I'd like every line from the material below that has "iter" in it.

:: Data for this exercise ::

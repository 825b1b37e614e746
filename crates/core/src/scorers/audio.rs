use super::{MetricsMap, Scorer, to_score, unit, wrong_stream};
use crate::error::ScorerError;
use crate::ingest::SessionStream;
use crate::media::AudioStream;
use crate::session::Domain;

const FRAME_SECS: f64 = 0.025;
const MIN_DURATION_SECS: f64 = 1.0;
const SILENCE_DB: f64 = -120.0;
const CLIP_LEVEL: f32 = 0.99;

/// Scores delivery from frame loudness: how far speech sits above the room
/// noise, how steady it is, and how much of the session is spoken.
#[derive(Debug, Clone)]
pub struct AudioScorer {
    /// Margin above the noise floor for a frame to count as speech.
    pub voice_margin_db: f64,
    /// SNR at which clarity saturates.
    pub full_clarity_snr_db: f64,
}

impl Default for AudioScorer {
    fn default() -> Self {
        Self {
            voice_margin_db: 6.0,
            full_clarity_snr_db: 30.0,
        }
    }
}

impl Scorer for AudioScorer {
    fn domain(&self) -> Domain {
        Domain::Audio
    }

    fn score(&self, stream: &SessionStream, _topic: &str) -> Result<MetricsMap, ScorerError> {
        let SessionStream::Audio(audio) = stream else {
            return Err(wrong_stream(Domain::Audio, stream));
        };
        self.score_audio(audio)
    }
}

impl AudioScorer {
    pub fn score_audio(&self, audio: &AudioStream) -> Result<MetricsMap, ScorerError> {
        let duration = audio.duration_secs();
        if duration < MIN_DURATION_SECS {
            return Err(ScorerError::insufficient(
                Domain::Audio,
                format!("{duration:.2}s of audio"),
            ));
        }

        let frame_len = ((audio.sample_rate as f64 * FRAME_SECS) as usize).max(1);
        let levels: Vec<f64> = audio.samples.chunks(frame_len).map(frame_db).collect();

        let mut sorted = levels.clone();
        sorted.sort_by(f64::total_cmp);
        let noise_floor = percentile(&sorted, 0.10);
        let threshold = (noise_floor + self.voice_margin_db).max(-60.0);

        let voiced: Vec<f64> = levels.iter().copied().filter(|db| *db > threshold).collect();
        let speech_ratio = voiced.len() as f64 / levels.len() as f64;

        let clipped = audio.samples.iter().filter(|s| s.abs() >= CLIP_LEVEL).count();
        let clip_ratio = clipped as f64 / audio.samples.len() as f64;

        let (clarity, confidence) = if voiced.is_empty() {
            (0.0, 0.0)
        } else {
            let mut voiced_sorted = voiced.clone();
            voiced_sorted.sort_by(f64::total_cmp);
            let snr = percentile(&voiced_sorted, 0.5) - noise_floor;
            let clarity = unit(snr, self.full_clarity_snr_db) * (1.0 - unit(clip_ratio, 0.05));

            let mean = voiced.iter().sum::<f64>() / voiced.len() as f64;
            let variance =
                voiced.iter().map(|db| (db - mean).powi(2)).sum::<f64>() / voiced.len() as f64;
            // -40 dBFS reads as hesitant, -12 dBFS as projected.
            let loudness = unit(mean + 40.0, 28.0);
            let steadiness = 1.0 - unit(variance.sqrt(), 12.0);
            let fluency = unit(speech_ratio, 0.6);
            (clarity, 0.5 * loudness + 0.3 * steadiness + 0.2 * fluency)
        };

        tracing::debug!(
            "Audio: {} frames, noise floor {noise_floor:.1} dB, {:.0}% voiced",
            levels.len(),
            speech_ratio * 100.0
        );

        Ok(MetricsMap::from([
            ("clarity_score".to_string(), to_score(clarity)),
            ("confidence_score".to_string(), to_score(confidence)),
            ("speech_ratio".to_string(), to_score(speech_ratio)),
        ]))
    }
}

fn frame_db(frame: &[f32]) -> f64 {
    if frame.is_empty() {
        return SILENCE_DB;
    }
    let mean_square = frame.iter().map(|s| (*s as f64).powi(2)).sum::<f64>() / frame.len() as f64;
    let rms = mean_square.sqrt();
    if rms <= 1e-6 {
        SILENCE_DB
    } else {
        20.0 * rms.log10()
    }
}

/// Nearest-rank percentile over an ascending slice.
fn percentile(sorted: &[f64], p: f64) -> f64 {
    if sorted.is_empty() {
        return SILENCE_DB;
    }
    let idx = ((sorted.len() - 1) as f64 * p).round() as usize;
    sorted[idx.min(sorted.len() - 1)]
}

:::

# [Written solution]
        let voiced: Vec<f64> = levels.iter().copied().filter(|db| *db > threshold).collect();
        let clipped = audio.samples.iter().filter(|s| s.abs() >= CLIP_LEVEL).count();
            let mean = voiced.iter().sum::<f64>() / voiced.len() as f64;
                voiced.iter().map(|db| (db - mean).powi(2)).sum::<f64>() / voiced.len() as f64;
    let mean_square = frame.iter().map(|s| (*s as f64).powi(2)).sum::<f64>() / frame.len() as f64;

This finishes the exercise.